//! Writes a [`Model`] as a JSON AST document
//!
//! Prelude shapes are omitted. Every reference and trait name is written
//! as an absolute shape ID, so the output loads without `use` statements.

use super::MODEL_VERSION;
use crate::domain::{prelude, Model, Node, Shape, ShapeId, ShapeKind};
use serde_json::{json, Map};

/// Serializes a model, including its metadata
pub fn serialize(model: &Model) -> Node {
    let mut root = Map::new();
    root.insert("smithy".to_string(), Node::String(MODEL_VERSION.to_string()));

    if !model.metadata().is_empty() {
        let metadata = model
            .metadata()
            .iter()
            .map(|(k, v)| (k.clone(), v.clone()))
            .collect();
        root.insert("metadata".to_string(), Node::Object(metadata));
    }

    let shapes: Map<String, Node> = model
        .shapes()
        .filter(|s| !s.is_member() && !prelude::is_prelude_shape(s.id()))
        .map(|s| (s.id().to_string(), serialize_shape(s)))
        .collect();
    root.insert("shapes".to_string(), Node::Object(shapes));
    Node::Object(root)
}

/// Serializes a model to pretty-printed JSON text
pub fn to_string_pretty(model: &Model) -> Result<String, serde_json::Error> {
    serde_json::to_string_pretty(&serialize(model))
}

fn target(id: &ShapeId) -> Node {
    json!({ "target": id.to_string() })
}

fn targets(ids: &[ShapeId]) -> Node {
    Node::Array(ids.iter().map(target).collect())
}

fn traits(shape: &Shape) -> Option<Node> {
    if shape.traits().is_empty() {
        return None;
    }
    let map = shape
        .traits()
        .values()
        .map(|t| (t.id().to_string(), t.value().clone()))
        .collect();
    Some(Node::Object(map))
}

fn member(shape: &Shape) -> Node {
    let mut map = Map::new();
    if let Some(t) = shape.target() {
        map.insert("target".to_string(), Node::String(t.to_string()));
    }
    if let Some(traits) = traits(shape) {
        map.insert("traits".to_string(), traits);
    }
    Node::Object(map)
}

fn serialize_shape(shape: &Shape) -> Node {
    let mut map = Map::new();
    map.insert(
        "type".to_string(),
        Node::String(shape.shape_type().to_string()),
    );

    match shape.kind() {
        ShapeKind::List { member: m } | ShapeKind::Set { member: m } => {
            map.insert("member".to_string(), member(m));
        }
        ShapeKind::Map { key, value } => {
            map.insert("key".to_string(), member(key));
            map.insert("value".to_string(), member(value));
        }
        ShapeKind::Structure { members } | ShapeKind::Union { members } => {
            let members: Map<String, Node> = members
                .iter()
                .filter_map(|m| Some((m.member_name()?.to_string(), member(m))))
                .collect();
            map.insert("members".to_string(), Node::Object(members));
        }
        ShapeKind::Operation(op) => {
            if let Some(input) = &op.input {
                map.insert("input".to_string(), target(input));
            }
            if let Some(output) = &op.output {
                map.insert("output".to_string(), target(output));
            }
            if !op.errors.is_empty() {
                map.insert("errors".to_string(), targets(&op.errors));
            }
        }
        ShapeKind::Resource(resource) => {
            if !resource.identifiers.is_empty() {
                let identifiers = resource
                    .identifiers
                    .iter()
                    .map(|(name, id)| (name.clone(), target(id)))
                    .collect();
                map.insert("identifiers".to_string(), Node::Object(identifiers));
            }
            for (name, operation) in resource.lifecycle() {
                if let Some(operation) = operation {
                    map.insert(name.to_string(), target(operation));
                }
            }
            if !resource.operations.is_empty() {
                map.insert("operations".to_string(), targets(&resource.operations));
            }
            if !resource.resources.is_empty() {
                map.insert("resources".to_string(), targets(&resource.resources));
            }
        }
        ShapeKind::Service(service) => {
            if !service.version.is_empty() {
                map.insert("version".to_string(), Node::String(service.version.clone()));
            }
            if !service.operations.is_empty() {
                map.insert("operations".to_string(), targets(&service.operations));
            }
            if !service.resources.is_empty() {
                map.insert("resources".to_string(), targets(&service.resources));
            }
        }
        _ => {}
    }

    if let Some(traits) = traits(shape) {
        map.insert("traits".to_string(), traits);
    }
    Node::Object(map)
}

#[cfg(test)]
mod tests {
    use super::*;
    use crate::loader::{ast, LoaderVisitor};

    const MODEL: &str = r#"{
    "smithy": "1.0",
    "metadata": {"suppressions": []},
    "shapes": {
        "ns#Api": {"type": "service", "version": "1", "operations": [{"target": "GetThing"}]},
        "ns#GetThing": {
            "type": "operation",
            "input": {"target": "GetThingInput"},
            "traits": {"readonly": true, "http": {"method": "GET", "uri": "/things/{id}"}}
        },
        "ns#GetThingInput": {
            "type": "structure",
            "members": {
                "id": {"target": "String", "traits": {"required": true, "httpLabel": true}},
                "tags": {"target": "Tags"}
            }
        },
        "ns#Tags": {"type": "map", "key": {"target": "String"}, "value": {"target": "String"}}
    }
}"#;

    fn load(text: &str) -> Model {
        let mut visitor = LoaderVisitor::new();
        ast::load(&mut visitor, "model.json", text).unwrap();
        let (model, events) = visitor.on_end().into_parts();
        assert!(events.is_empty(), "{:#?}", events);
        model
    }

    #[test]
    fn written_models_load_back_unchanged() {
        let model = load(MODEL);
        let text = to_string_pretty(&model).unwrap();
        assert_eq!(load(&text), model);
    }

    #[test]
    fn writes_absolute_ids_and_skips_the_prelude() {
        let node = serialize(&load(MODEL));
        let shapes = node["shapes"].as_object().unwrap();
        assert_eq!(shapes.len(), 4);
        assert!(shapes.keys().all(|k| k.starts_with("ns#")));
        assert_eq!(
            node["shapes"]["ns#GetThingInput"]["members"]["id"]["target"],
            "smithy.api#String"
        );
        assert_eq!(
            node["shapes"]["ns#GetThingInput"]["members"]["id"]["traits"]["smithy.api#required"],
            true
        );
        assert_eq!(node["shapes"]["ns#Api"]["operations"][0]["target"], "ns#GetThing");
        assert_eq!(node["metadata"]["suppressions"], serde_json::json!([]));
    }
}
* * *
_How to complete this task_: Copy every line above in which the string "resources" shows up.

_The answer_:
            if !resource.resources.is_empty() {
                map.insert("resources".to_string(), targets(&resource.resources));
            if !service.resources.is_empty() {
                map.insert("resources".to_string(), targets(&service.resources));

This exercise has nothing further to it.